# Supplied records
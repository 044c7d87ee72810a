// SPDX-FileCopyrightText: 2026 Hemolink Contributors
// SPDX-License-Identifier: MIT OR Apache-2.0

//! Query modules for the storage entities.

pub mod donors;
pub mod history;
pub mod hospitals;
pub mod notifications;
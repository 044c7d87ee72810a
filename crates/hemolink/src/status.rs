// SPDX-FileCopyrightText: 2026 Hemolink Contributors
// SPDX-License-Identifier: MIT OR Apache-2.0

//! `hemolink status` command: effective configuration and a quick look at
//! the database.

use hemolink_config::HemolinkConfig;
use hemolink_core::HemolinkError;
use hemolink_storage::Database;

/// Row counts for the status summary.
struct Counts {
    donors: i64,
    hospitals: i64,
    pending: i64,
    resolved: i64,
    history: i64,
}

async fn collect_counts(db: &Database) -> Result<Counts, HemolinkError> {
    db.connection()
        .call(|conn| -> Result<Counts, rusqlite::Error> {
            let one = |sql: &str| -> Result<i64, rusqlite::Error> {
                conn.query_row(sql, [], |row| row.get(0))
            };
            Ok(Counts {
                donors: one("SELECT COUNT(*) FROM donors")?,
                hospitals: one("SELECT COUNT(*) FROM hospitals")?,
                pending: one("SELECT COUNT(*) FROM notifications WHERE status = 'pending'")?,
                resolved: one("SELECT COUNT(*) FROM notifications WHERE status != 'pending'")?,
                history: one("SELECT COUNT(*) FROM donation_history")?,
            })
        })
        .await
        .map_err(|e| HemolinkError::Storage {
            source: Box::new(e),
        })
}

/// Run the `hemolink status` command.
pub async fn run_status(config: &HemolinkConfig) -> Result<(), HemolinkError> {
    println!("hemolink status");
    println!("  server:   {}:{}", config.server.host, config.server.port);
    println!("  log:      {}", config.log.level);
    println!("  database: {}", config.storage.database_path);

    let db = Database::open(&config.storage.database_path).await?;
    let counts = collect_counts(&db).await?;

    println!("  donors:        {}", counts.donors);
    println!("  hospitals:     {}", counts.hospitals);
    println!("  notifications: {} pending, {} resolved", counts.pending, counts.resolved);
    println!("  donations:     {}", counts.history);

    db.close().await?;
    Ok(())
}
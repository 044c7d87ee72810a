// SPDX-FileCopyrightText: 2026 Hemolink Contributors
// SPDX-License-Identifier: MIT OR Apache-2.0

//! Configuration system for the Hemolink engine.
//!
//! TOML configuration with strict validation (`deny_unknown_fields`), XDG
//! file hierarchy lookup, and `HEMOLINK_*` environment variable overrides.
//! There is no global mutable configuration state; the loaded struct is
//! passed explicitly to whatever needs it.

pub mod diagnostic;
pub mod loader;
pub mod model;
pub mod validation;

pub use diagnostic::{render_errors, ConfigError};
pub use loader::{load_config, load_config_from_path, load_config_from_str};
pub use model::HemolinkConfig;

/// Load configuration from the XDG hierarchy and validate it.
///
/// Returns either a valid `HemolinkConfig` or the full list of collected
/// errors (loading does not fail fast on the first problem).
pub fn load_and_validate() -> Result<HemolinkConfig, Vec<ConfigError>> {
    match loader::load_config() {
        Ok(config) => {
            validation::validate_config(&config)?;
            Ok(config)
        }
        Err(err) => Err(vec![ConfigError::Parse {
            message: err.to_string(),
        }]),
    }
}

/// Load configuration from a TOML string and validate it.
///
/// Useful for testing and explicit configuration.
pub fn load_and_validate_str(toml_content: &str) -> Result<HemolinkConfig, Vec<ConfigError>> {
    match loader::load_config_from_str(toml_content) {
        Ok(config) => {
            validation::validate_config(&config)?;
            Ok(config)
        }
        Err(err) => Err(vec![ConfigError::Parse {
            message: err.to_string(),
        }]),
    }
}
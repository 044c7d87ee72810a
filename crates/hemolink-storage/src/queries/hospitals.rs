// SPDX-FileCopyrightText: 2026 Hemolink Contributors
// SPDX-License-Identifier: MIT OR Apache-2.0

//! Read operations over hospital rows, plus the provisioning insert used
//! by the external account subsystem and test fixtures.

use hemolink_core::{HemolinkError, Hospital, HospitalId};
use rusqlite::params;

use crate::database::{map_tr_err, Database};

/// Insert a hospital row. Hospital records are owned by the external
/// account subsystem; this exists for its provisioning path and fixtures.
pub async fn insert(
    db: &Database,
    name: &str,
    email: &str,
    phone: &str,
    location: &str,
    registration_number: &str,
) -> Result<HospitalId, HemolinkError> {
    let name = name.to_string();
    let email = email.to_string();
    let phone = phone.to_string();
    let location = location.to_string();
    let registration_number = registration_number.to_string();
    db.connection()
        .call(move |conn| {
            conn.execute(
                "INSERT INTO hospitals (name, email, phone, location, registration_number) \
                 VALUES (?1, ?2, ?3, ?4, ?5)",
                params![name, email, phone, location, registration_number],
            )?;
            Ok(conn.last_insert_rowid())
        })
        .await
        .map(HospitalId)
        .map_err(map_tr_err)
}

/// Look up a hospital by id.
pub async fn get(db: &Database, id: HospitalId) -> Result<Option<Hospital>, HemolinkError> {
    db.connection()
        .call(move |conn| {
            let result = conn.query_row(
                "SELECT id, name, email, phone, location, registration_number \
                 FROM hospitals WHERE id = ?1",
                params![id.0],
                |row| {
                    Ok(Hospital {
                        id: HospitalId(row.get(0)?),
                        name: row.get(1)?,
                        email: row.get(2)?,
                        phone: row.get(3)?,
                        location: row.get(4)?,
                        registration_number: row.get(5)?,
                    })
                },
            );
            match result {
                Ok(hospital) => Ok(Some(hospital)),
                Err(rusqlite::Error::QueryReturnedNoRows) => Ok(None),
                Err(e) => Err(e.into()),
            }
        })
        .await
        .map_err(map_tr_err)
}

# Problem details
Take every line from the data above that holds "struct" and copy it out.

# Reply
struct Counts {
//! There is no global mutable configuration state; the loaded struct is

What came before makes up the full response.